Reckless Girls(59)



“The fish,” I say, and Jake walks over, kicking at the ash and bones.

“Oh, that stupid fucker.” He sighs. “We told him, didn’t we? Bloody well told him.”

It seems clear now. Robbie was always trying to catch fish, and he finally had, but the wrong ones. It’s easy to imagine him, sick, poisoned, crawling over to that pool, drinking the brackish water in desperation—so weak he’d fallen facedown into the water, unable to lift his head.

An accident. A stupid, shitty accident.

But a reminder of how quickly this place turns on people.

How it eats them up.

“We have to tell someone,” I say, and Jake nods.

“Right, we’ll let the others know we found him.”

“Not just them,” I reply, frowning. “Like. We have to let … I don’t know, the coast guard or something know? People might be looking for him.”

“Lux, no one is looking for this sad bastard, I promise you that. Not our problem.”

The words are so cold that I almost take a step back. “We can’t just leave him here.” Jake sighs, reaching up to rub the back of his neck as he looks around. “Well, I’m not carrying him back to our beach, are you?”

“Don’t be a dick,” I snap, and he holds both hands out, walking toward me.

“Hey,” he says softly. “I’m sorry. But…”

He holds my shoulders, looking down into my eyes. “Lux, the guy was a creep, and possibly dangerous. You were right to worry he wasn’t really gone. But it’s not our fault he went and poisoned himself, and I’d be lying if I said we weren’t almost certainly better off for it. Surely you can see that.”

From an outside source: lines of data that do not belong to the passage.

//! Cache Statistics Module
//!
//! Tracks memoization metrics: hits, misses and stored results.

// == Cache Stats ==
/// Tracks memoization performance for a single wrapped function.
#[derive(Debug, Clone, Copy, Default, PartialEq, Eq)]
pub struct CacheStats {
    /// Calls answered from the store
    pub hits: u64,
    /// Calls that had to invoke the wrapped function
    pub misses: u64,
    /// Number of distinct argument tuples currently stored
    pub total_entries: usize,
}

impl CacheStats {
    // == Constructor ==
    /// Creates a new CacheStats with all counters at zero.
    pub fn new() -> Self {
        Self::default()
    }

    /// Increments the hit counter.
    pub fn record_hit(&mut self) {
        self.hits += 1;
    }

    /// Increments the miss counter.
    pub fn record_miss(&mut self) {
        self.misses += 1;
    }

    /// Updates the stored entry count.
    pub fn set_total_entries(&mut self, count: usize) {
        self.total_entries = count;
    }
}
//! Test Specifications
//!
//! A spec is a JSON object of test parameters. Specs are kept in a
//! [`SpecStore`] keyed by context path, at two tiers: general entries that
//! apply to every component, and component entries (`gst-msdk`) that
//! override them. [`SpecComposer`] merges the two into an owned result.

mod composer;
mod store;

pub use composer::{load_test_spec, SpecComposer};
pub use store::{JsonSpecStore, SpecStore};

/// Test configuration: string keys to arbitrary JSON values.
pub type Spec = serde_json::Map<String, serde_json::Value>;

Part of me wants to recoil at Jake’s words, but the thing is … he’s right.

In a way, hadn’t this been what I wanted? That first morning after Robbie disappeared, when Jake had joked about getting a “hunting party” together, hadn’t something about that idea appealed to me, made me feel safer?

I feel myself nodding in agreement and let Jake pull me in, hugging me close.

“We’ll tell the others,” he repeats, “and when the ship gets here with the radios, we’ll let them know. There’s really nothing more we can do until then. Nothing more we should do.”

He’s right, and I know it.

“And the ship gets here when?” I ask. “Like, just a few more days now, right? A week?”

Jake still smells like salt and sea and me, and he rests his chin on the top of my head. “No more than a week. Maybe a couple of days longer, depending on how their sail goes, but soon.”

Soon.

Soon, there will be other people here. Soon, we can leave. Soon, Meroe Island will just be a memory, a weird story from my crazy twenties that I can tell at bars and around campfires.

I know I’ll never tell this part, though. Not me and Jake and this stolen afternoon, and not Robbie, lying on the jungle floor, my eyes drawn to his body over and over again as we turn to leave, watching until the jungle closes back around him.





TWENTY-FOUR





Brittany and Eliza are on the beach when we get back, and seeing Eliza makes my stomach churn with guilt. After finding Robbie’s body, I’d almost forgotten the shame I’d felt about Jake, and now, as she smiles brightly and waves, it all comes crashing back.

I’ve never been the kind of girl who went after someone else’s boyfriend. I’ve never cheated in my life. And I like Eliza. A lot.

“There you two are!” she calls out. “Brittany and I were about to go searching.”

Jesus, what if they had? What if they’d come across us when we were …

The idea makes my mouth go dry, my knees suddenly watery. How fucking stupid and selfish I’d been. How reckless.

“Where are Nico and Amma?” Jake asks, and Brittany sits up, sand clinging to her bare back.

“What’s going on?”

“Need to have something of a group meeting,” Jake replies, and Eliza stands, her smile fading.

“Jake, what’s happened?”

“Robbie,” is all he says, and then, thank god, Nico and Amma wander up before we have to go looking for them.

“Something up?” Nico asks, his eyes darting over to me.

We haven’t talked in days, and I honestly thought I’d miss him more, even though he’d hurt me. But the longer we’ve gone without speaking, the more I’ve begun to realize that Nico and I never really talked that much in the first place. Not about important things, or stuff that really mattered. Everything was vague, these rosy-tinted dreams with no concrete details that allowed us to project whatever we wanted onto each other, without ever needing to confront who we actually were, as a couple. Turns out, we weren’t right for one another. We never had been.

Amma is just behind him, her face hidden by her huge sunglasses, her lower lip caught between her teeth as she crosses her arms tightly over her torso. I can’t see her eyes, but I know she’s looking at me.

“Robbie’s dead,” I say, the words falling out of my mouth like stones.

Jake glances over at me, eyebrows raised. “No beating around the bush for Miss McAllister,” he says, even as Brittany says, “What?” and Eliza sucks in a breath.